## Source material
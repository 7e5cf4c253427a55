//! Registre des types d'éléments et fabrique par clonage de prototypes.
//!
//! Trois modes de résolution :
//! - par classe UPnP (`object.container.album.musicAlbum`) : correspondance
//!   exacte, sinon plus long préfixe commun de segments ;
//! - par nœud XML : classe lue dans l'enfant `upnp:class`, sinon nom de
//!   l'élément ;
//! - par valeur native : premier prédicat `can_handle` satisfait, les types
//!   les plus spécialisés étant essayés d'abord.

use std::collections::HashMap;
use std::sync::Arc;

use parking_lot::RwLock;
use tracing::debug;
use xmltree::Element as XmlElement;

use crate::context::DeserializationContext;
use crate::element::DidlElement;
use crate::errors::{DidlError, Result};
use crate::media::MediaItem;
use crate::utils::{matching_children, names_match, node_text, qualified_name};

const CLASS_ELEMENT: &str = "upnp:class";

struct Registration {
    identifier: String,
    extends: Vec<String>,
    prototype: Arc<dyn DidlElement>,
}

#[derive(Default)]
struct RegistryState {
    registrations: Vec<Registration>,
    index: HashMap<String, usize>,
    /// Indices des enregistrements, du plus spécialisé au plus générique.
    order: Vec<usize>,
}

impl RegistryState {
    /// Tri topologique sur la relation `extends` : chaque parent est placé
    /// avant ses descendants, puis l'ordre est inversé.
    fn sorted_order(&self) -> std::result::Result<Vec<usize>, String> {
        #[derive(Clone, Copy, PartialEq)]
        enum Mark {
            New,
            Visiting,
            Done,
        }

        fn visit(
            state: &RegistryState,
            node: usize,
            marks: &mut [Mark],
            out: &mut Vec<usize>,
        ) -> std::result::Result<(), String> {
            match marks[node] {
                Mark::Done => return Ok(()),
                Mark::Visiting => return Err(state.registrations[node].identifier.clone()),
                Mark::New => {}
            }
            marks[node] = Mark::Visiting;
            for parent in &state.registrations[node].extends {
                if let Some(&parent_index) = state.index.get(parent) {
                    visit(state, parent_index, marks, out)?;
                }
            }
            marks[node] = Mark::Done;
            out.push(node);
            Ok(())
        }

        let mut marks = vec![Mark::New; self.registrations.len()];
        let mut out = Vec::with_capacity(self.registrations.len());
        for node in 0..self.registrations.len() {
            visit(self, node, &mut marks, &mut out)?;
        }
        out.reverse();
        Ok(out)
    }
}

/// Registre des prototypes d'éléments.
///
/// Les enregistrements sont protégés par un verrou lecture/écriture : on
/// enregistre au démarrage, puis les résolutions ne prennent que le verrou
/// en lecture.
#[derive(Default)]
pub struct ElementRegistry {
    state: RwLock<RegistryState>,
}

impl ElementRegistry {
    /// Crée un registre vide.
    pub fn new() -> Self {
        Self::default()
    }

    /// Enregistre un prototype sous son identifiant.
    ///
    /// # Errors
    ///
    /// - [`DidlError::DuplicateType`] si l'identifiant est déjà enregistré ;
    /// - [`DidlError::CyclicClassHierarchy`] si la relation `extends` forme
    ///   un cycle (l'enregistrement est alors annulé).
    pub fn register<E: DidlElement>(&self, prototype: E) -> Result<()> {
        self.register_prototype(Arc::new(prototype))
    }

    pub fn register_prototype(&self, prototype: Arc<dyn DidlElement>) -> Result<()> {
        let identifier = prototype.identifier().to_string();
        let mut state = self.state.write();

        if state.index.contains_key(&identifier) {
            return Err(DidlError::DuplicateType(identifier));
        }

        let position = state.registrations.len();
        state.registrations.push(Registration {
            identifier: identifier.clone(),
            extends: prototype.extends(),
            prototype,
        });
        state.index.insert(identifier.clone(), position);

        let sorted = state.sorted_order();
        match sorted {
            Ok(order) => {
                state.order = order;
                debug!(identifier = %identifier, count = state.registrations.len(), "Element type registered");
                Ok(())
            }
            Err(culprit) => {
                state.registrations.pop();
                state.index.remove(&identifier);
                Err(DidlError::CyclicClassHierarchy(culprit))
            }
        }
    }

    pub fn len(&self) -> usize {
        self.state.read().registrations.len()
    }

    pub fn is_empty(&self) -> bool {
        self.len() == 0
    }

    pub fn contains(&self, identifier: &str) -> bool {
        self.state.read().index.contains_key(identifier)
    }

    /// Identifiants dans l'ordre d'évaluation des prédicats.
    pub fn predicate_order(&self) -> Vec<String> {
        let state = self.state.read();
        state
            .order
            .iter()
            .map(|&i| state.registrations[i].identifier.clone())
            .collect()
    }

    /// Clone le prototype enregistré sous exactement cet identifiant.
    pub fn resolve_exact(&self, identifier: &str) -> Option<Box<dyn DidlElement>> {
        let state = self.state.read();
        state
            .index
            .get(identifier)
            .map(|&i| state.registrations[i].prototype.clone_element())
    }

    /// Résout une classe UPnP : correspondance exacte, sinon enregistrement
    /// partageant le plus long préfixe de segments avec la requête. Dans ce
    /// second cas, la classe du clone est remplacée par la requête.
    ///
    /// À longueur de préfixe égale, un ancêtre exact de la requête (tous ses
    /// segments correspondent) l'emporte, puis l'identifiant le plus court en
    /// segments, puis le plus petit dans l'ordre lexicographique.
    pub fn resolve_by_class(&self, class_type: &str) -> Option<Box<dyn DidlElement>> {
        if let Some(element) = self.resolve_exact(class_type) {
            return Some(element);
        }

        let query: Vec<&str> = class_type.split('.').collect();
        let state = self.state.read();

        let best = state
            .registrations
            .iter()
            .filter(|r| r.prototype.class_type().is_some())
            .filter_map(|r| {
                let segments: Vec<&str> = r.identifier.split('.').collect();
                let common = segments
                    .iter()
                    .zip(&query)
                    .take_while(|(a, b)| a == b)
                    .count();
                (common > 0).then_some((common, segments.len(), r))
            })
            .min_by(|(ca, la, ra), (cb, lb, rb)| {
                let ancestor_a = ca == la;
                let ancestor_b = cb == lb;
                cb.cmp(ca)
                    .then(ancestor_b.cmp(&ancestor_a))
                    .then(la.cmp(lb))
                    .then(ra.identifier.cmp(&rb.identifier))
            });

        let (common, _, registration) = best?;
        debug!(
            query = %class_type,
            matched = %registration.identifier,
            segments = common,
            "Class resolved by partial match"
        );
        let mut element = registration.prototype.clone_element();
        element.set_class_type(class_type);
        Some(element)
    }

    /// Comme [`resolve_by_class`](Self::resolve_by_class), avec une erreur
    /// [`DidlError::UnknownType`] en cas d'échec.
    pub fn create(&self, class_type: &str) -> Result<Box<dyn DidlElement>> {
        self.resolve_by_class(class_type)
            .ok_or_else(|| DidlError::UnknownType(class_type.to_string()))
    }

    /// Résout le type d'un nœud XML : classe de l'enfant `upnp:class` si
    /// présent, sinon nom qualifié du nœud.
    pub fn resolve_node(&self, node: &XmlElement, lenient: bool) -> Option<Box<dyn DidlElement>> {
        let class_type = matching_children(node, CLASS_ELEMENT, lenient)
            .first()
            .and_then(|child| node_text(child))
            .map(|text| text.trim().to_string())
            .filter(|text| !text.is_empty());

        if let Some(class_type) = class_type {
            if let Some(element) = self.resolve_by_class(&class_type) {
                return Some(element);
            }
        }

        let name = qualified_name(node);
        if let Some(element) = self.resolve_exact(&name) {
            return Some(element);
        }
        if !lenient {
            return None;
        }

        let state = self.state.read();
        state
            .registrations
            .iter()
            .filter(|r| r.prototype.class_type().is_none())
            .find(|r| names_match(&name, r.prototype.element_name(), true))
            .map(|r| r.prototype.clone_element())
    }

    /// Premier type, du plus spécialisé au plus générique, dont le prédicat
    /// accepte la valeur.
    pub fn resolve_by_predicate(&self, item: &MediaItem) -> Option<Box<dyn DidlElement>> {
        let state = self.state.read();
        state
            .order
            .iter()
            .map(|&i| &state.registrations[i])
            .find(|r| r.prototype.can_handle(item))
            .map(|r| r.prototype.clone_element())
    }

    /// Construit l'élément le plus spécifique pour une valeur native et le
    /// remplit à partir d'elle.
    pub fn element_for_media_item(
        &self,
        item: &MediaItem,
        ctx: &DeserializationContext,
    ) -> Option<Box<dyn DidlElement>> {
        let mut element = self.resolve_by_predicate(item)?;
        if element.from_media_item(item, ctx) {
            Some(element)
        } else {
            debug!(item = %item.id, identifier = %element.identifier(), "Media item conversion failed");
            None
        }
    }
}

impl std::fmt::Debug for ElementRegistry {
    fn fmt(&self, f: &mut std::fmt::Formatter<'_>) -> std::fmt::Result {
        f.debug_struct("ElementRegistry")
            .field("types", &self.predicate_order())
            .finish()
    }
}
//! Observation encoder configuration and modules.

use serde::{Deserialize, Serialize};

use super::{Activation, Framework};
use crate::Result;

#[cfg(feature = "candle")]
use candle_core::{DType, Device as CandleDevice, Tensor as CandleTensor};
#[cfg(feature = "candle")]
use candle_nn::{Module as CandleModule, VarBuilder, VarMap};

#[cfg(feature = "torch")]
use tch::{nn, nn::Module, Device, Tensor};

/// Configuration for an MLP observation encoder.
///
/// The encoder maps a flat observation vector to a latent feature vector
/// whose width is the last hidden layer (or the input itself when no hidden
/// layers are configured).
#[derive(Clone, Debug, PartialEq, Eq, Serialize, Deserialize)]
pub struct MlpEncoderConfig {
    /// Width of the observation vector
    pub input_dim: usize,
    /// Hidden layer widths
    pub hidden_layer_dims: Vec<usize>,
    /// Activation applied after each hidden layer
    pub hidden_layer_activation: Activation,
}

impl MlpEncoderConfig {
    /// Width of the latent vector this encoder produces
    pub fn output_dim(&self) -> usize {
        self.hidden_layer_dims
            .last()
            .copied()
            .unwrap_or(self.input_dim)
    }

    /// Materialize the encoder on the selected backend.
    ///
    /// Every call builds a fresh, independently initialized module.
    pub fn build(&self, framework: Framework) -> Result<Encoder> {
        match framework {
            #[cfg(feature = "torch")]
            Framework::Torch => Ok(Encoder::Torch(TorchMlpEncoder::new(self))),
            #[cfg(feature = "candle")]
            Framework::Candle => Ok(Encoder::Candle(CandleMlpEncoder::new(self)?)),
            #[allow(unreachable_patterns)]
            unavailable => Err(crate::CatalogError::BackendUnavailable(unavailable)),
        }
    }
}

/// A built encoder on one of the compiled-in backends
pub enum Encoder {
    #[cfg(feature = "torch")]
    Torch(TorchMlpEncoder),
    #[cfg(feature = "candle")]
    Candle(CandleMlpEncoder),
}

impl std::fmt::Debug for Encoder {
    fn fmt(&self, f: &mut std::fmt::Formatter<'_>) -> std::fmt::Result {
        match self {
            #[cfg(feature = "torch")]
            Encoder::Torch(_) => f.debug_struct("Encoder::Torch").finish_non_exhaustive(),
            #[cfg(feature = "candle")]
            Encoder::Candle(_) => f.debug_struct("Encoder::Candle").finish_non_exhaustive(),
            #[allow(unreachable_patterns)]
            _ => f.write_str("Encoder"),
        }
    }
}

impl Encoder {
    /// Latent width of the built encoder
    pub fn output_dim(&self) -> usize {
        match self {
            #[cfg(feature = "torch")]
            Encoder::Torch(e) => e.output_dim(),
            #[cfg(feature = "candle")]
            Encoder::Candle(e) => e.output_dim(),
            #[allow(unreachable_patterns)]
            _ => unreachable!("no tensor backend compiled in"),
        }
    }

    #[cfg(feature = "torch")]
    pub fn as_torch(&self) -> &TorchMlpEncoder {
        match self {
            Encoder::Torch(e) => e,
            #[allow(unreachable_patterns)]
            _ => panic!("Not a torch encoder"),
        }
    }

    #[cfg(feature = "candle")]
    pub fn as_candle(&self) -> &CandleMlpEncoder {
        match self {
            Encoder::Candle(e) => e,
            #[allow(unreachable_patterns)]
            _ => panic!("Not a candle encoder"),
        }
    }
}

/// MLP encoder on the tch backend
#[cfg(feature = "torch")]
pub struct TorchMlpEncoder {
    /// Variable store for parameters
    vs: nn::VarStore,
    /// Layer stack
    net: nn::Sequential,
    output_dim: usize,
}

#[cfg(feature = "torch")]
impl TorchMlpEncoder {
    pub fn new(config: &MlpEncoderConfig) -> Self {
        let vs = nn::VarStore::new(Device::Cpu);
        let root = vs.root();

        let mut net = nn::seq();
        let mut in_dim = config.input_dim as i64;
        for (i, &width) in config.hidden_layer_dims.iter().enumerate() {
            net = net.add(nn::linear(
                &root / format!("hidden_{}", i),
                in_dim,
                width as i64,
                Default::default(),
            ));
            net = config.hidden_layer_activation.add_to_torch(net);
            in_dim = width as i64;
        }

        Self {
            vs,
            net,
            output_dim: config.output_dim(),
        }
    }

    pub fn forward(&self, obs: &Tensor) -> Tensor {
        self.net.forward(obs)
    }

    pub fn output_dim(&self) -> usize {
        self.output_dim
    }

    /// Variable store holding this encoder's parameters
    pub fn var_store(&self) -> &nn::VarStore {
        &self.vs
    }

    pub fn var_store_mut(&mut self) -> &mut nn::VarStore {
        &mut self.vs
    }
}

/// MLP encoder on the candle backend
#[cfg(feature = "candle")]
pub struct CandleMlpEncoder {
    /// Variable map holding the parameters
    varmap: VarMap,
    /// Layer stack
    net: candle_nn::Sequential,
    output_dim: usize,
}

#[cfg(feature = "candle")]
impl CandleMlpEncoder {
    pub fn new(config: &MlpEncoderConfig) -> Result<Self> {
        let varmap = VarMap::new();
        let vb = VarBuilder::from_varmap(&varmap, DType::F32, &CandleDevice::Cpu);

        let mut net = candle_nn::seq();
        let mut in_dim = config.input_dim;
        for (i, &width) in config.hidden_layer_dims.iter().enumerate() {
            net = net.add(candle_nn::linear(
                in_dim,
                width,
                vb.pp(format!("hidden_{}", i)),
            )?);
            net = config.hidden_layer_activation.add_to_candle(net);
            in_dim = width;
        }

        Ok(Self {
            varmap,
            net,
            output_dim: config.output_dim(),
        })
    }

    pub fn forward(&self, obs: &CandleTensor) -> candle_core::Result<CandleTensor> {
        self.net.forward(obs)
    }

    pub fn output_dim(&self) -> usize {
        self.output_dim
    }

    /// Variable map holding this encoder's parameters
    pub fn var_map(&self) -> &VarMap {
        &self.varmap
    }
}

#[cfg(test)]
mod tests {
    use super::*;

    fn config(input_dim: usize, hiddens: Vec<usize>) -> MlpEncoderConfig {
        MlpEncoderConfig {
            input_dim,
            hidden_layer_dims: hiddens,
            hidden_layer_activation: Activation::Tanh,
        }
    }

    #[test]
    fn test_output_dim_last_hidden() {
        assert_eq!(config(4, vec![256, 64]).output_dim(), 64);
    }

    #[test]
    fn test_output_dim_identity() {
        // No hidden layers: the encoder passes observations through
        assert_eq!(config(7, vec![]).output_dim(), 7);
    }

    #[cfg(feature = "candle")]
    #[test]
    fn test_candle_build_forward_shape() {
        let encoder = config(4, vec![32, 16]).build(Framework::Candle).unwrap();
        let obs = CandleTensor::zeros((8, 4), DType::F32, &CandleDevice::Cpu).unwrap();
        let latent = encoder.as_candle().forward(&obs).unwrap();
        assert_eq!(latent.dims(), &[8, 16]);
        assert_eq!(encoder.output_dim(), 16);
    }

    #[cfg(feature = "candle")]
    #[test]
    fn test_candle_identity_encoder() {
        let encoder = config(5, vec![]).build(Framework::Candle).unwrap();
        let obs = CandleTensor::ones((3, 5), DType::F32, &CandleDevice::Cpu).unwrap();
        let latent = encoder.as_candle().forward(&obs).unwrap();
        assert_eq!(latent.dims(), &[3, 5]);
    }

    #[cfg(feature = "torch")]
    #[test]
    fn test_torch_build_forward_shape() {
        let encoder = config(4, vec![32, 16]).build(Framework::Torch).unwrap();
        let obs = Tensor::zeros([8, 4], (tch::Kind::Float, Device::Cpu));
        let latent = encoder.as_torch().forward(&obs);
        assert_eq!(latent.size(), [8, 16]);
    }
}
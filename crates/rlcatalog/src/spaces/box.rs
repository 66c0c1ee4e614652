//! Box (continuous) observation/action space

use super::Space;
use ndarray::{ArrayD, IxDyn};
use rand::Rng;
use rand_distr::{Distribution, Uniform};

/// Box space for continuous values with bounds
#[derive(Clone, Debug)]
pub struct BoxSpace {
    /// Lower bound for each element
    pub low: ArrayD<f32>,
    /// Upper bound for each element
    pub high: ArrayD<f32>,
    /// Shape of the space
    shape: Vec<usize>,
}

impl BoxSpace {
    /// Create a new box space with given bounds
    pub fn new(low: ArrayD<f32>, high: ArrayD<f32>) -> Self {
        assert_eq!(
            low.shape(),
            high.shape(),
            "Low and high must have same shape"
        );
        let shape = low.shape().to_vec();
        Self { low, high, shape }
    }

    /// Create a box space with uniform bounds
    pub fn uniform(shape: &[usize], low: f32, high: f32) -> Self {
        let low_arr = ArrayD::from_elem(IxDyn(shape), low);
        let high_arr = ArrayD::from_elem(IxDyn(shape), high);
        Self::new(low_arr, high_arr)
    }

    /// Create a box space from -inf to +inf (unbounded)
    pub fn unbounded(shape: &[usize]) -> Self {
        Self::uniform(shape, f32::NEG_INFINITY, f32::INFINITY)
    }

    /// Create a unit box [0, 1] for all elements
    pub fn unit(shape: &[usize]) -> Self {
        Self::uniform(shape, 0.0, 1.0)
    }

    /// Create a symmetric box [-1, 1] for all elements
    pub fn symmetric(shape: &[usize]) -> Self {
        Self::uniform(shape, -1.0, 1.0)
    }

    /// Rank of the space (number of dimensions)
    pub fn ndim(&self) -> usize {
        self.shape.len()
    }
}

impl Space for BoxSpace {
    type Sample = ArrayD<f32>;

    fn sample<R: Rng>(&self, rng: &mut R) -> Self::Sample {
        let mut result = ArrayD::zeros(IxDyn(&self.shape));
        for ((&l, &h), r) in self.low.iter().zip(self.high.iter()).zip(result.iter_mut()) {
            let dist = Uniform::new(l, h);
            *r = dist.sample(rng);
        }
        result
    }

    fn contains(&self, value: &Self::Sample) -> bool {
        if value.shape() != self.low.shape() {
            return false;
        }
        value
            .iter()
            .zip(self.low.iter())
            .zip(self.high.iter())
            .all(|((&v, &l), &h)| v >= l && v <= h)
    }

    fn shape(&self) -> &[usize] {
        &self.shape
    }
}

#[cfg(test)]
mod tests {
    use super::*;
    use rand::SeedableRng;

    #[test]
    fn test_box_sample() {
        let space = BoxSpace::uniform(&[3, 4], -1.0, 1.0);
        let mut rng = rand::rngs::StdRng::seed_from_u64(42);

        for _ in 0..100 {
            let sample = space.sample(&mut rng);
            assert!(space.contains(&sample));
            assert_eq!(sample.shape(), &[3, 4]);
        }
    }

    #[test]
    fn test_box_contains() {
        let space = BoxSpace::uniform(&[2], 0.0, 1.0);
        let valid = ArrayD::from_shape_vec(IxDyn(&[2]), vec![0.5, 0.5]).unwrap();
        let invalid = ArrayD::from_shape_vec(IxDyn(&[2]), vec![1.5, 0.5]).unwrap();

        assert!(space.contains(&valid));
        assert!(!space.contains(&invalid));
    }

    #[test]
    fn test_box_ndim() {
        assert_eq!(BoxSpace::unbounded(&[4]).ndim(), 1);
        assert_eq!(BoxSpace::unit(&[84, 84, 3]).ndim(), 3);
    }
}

## The problem
Which lines of the data contain "classe"? Copy them all.

## Solution to this task
//! - par classe UPnP (`object.container.album.musicAlbum`) : correspondance
//! - par nœud XML : classe lue dans l'enfant `upnp:class`, sinon nom de
    /// Résout une classe UPnP : correspondance exacte, sinon enregistrement
    /// second cas, la classe du clone est remplacée par la requête.
    /// Résout le type d'un nœud XML : classe de l'enfant `upnp:class` si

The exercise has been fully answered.